#MeToo, one story, many stories
Pulse has deleted all references to the identity of the abuser and victim in the article. It is an important cautionary case to share for the benefit of the dance community to raise awareness amongst dance students and their families and also for those organisations and institutions teaching dance.
As daunting and challenging as it has been to imbibe a life-time of training in a classical art and to perform for thousands of audiences, writing this article has by far been the scariest and thus bravest thing I’ve ever done in my life as a performance artist. These words, like good art, contain the truth, the whole truth, and nothing but the truth, so help us God. However, unlike art, these words do not require your judgement or interpretation and only deserve your belief, empathy, and maybe even action to prevent this reality from ever recurring to any other performing artist.
…Where do I begin? …by dispelling myths.
Fact: When we imagine sexual assault, often we get the image of a woman walking late in the night being attacked by a stranger in the darkness. Although stranger rape does happen, statistics actually show that 82-90% of all sexual assaults are committed by people we know and even trust. Sexual violence usually happens within a complicated context of power dynamics, grooming, gaslighting, honour, shame, and a culture of silence that would rather ignore and deny its existence, than believe its victims and turn against perpetrators who often hold much power and influence.

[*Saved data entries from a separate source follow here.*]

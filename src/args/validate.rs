//! Argument validation
//!
//! Order of checks: unknown keys and alias conflicts, mutually exclusive,
//! required one of, required together, required, required if, types,
//! choices. Defaults are applied only after everything passed.

use serde_json::{Map, Value};
use std::collections::BTreeMap;

use super::params::{ParamValue, Params};
use super::sensitive::Sensitive;
use super::spec::{ArgumentSpec, Kind};
use crate::error::{ModuleError, Result};

const TRUTHY: &[&str] = &["yes", "on", "1", "true", "y", "t"];
const FALSY: &[&str] = &["no", "off", "0", "false", "n", "f"];

impl ArgumentSpec {
    /// Validate raw module arguments into [`Params`].
    pub fn validate(&self, args: &Map<String, Value>) -> Result<Params> {
        let supplied = self.resolve_aliases(args)?;
        let present = |name: &str| supplied.get(name).is_some_and(|v| !v.is_null());

        for group in &self.mutually_exclusive {
            let hits: Vec<&str> = group.iter().map(String::as_str).filter(|n| present(*n)).collect();
            if hits.len() > 1 {
                return Err(ModuleError::invalid(format!(
                    "parameters are mutually exclusive: {}",
                    group.join("|")
                )));
            }
        }

        for group in &self.required_one_of {
            if !group.iter().any(|n| present(n.as_str())) {
                return Err(ModuleError::invalid(format!(
                    "one of the following is required: {}",
                    group.join(", ")
                )));
            }
        }

        for group in &self.required_together {
            let count = group.iter().filter(|n| present(n.as_str())).count();
            if count > 0 && count < group.len() {
                return Err(ModuleError::invalid(format!(
                    "parameters are required together: {}",
                    group.join(", ")
                )));
            }
        }

        let missing: Vec<&str> = self
            .params
            .iter()
            .filter(|(name, spec)| spec.required && !present(name.as_str()))
            .map(|(name, _)| name.as_str())
            .collect();
        if !missing.is_empty() {
            return Err(ModuleError::invalid(format!(
                "missing required arguments: {}",
                missing.join(", ")
            )));
        }

        for clause in &self.required_if {
            if !self.clause_triggered(&clause.key, &clause.value, &supplied) {
                continue;
            }
            let absent: Vec<&str> = clause
                .requirements
                .iter()
                .map(String::as_str)
                .filter(|n| !present(*n))
                .collect();
            let unsatisfied = if clause.any {
                absent.len() == clause.requirements.len()
            } else {
                !absent.is_empty()
            };
            if unsatisfied {
                let quantifier = if clause.any { "any" } else { "all" };
                return Err(ModuleError::invalid(format!(
                    "{} is {} but {} of the following are missing: {}",
                    clause.key,
                    display_value(&clause.value),
                    quantifier,
                    absent.join(", ")
                )));
            }
        }

        let mut params = Params::default();
        for (name, spec) in &self.params {
            let (value, explicit) = match supplied.get(name) {
                Some(Value::Null) => (Value::Null, true),
                Some(raw) => {
                    let value = coerce(&spec.kind, raw).map_err(|reason| {
                        // The raw value is not echoed for sensitive parameters.
                        let got = if spec.sensitive { String::new() } else { format!(" ({})", reason) };
                        ModuleError::invalid(format!(
                            "argument '{}' is not a valid {}{}",
                            name,
                            spec.kind.name(),
                            got
                        ))
                    })?;
                    check_choices(name, &spec.choices, &value, spec.sensitive)?;
                    (value, true)
                }
                None => (spec.default_value(), false),
            };

            let value = if spec.sensitive {
                ParamValue::Secret(Sensitive::new(value))
            } else {
                ParamValue::Plain(value)
            };
            params.insert(name.clone(), value, explicit);
        }

        Ok(params)
    }

    /// Map supplied keys to canonical names, rejecting unknown keys and
    /// conflicting alias forms.
    fn resolve_aliases(&self, args: &Map<String, Value>) -> Result<BTreeMap<String, Value>> {
        let mut supplied: BTreeMap<String, Value> = BTreeMap::new();
        let mut via: BTreeMap<String, String> = BTreeMap::new();
        let mut unknown: Vec<&str> = Vec::new();

        for (key, value) in args {
            let Some(canonical) = self.canonical_name(key) else {
                unknown.push(key);
                continue;
            };
            if let Some(previous) = supplied.get(canonical) {
                if previous != value {
                    let first = via.get(canonical).map(String::as_str).unwrap_or(canonical);
                    return Err(ModuleError::invalid(format!(
                        "parameters '{}' and '{}' are aliases of '{}' and were given different values",
                        first, key, canonical
                    )));
                }
                continue;
            }
            supplied.insert(canonical.to_string(), value.clone());
            via.insert(canonical.to_string(), key.clone());
        }

        if !unknown.is_empty() {
            let supported: Vec<&str> = self.params.keys().map(String::as_str).collect();
            return Err(ModuleError::invalid(format!(
                "unsupported parameters: {}. Supported parameters include: {}",
                unknown.join(", "),
                supported.join(", ")
            )));
        }

        Ok(supplied)
    }

    fn clause_triggered(&self, key: &str, expected: &Value, supplied: &BTreeMap<String, Value>) -> bool {
        let Some(spec) = self.params.get(key) else {
            return false;
        };
        let actual = match supplied.get(key) {
            Some(raw) => coerce(&spec.kind, raw).unwrap_or(Value::Null),
            None => spec.default_value(),
        };
        loosely_equal(&actual, expected)
    }
}

/// Convert a supplied value to the declared kind.
pub fn coerce(kind: &Kind, raw: &Value) -> std::result::Result<Value, String> {
    match kind {
        Kind::Raw => Ok(raw.clone()),
        Kind::Str => match raw {
            Value::String(_) => Ok(raw.clone()),
            Value::Number(n) => Ok(Value::String(n.to_string())),
            Value::Bool(b) => Ok(Value::String(b.to_string())),
            other => Err(format!("got {}", type_name(other))),
        },
        Kind::Int => match raw {
            Value::Number(n) => {
                if let Some(i) = n.as_i64() {
                    Ok(Value::from(i))
                } else if let Some(f) = n.as_f64().filter(|f| f.fract() == 0.0) {
                    // i64::MAX rounds up to 2^63 as f64, so the upper bound is exclusive.
                    if f >= -(2f64.powi(63)) && f < 2f64.powi(63) {
                        Ok(Value::from(f as i64))
                    } else {
                        Err("got an integer out of range".to_string())
                    }
                } else {
                    Err("got a non-integral number".to_string())
                }
            }
            Value::String(s) => s
                .trim()
                .parse::<i64>()
                .map(Value::from)
                .map_err(|_| "got text that is not a decimal integer".to_string()),
            other => Err(format!("got {}", type_name(other))),
        },
        Kind::Bool => match raw {
            Value::Bool(_) => Ok(raw.clone()),
            Value::Number(n) => match n.as_i64() {
                Some(1) => Ok(Value::Bool(true)),
                Some(0) => Ok(Value::Bool(false)),
                _ => Err("got a number other than 0 or 1".to_string()),
            },
            Value::String(s) => {
                let lowered = s.trim().to_ascii_lowercase();
                if TRUTHY.contains(&lowered.as_str()) {
                    Ok(Value::Bool(true))
                } else if FALSY.contains(&lowered.as_str()) {
                    Ok(Value::Bool(false))
                } else {
                    Err("got text that is not a boolean".to_string())
                }
            }
            other => Err(format!("got {}", type_name(other))),
        },
        Kind::List(inner) => {
            let items: Vec<Value> = match raw {
                Value::Array(items) => items.clone(),
                Value::String(s) if s.trim().is_empty() => Vec::new(),
                Value::String(s) => s.split(',').map(|p| Value::String(p.trim().to_string())).collect(),
                Value::Number(_) | Value::Bool(_) => vec![raw.clone()],
                other => return Err(format!("got {}", type_name(other))),
            };
            items
                .iter()
                .map(|item| coerce(inner, item))
                .collect::<std::result::Result<Vec<_>, _>>()
                .map(Value::Array)
        }
        Kind::Dict => match raw {
            Value::Object(_) => Ok(raw.clone()),
            Value::String(s) => match serde_json::from_str::<Value>(s) {
                Ok(v @ Value::Object(_)) => Ok(v),
                _ => Err("got text that is not a JSON object".to_string()),
            },
            other => Err(format!("got {}", type_name(other))),
        },
    }
}

fn check_choices(name: &str, choices: &[Value], value: &Value, sensitive: bool) -> Result<()> {
    if choices.is_empty() {
        return Ok(());
    }
    let candidates: Vec<&Value> = match value {
        Value::Array(items) => items.iter().collect(),
        other => vec![other],
    };
    if let Some(bad) = candidates.into_iter().find(|v| !choices.iter().any(|c| loosely_equal(v, c))) {
        let accepted: Vec<String> = choices.iter().map(display_value).collect();
        let got = if sensitive { String::new() } else { format!(", got: {}", display_value(bad)) };
        return Err(ModuleError::invalid(format!(
            "value of {} must be one of: {}{}",
            name,
            accepted.join(", "),
            got
        )));
    }
    Ok(())
}

/// Equality that treats numbers by value.
fn loosely_equal(a: &Value, b: &Value) -> bool {
    match (a, b) {
        (Value::Number(x), Value::Number(y)) => x.as_f64() == y.as_f64(),
        _ => a == b,
    }
}

fn display_value(value: &Value) -> String {
    match value {
        Value::String(s) => s.clone(),
        other => other.to_string(),
    }
}

fn type_name(value: &Value) -> &'static str {
    match value {
        Value::Null => "null",
        Value::Bool(_) => "bool",
        Value::Number(_) => "number",
        Value::String(_) => "text",
        Value::Array(_) => "list",
        Value::Object(_) => "mapping",
    }
}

Fact: Only 1% of perpetrators ever spend a single day in jail. Victim-blaming/shaming attitudes from police, society, and sometimes even family prevent survivors from ever reporting to the police and then cases that are reported are often closed, despite the fact that only 2% of all sexual assault reports are ever proven to be false. Nevertheless, this is changing with the growing #metoo movement
I remember how overwhelmingly happy I was when he complimented my dance to my mother and, then, teacher when I was only a teenager. I remember after one of my performances, he encouraged me to learn from him. I thought to myself that after all those years of effort and dedication that my family and I had invested, finally it all had paid off.
Fact: Grooming is a predatory act of manoeuvring another individual into a position that makes them more isolated, dependent, likely to trust, and more vulnerable to abusive behaviour. Grooming blurs the lines around abuse – makes it more difficult to identify when it is happening, and more difficult for the victim to identify and talk about in retrospect. Many aspects of “grooming” (a common tactic used by sexual predators) and professional development or apprenticeship “grooming” have many parallels. However in the prior, the elements of trust and respect are instead turned on their head to cover sexual abuse and protect the predator. The seven stages of grooming are:
1) identifying the victim
2) gaining trust of and access to the victim
3) becoming important and close to the victim
4) isolating the student or victim
5) secrecy about the relationship (abuse)
6) sexualizing the relationship
7) controlling the relationship
It is then when I had been been left alone with him, that he first tried to put his arms around me. I remember my body froze from fear and then immediately I pulled away and tried to explain to him that I could not do what he asked of me...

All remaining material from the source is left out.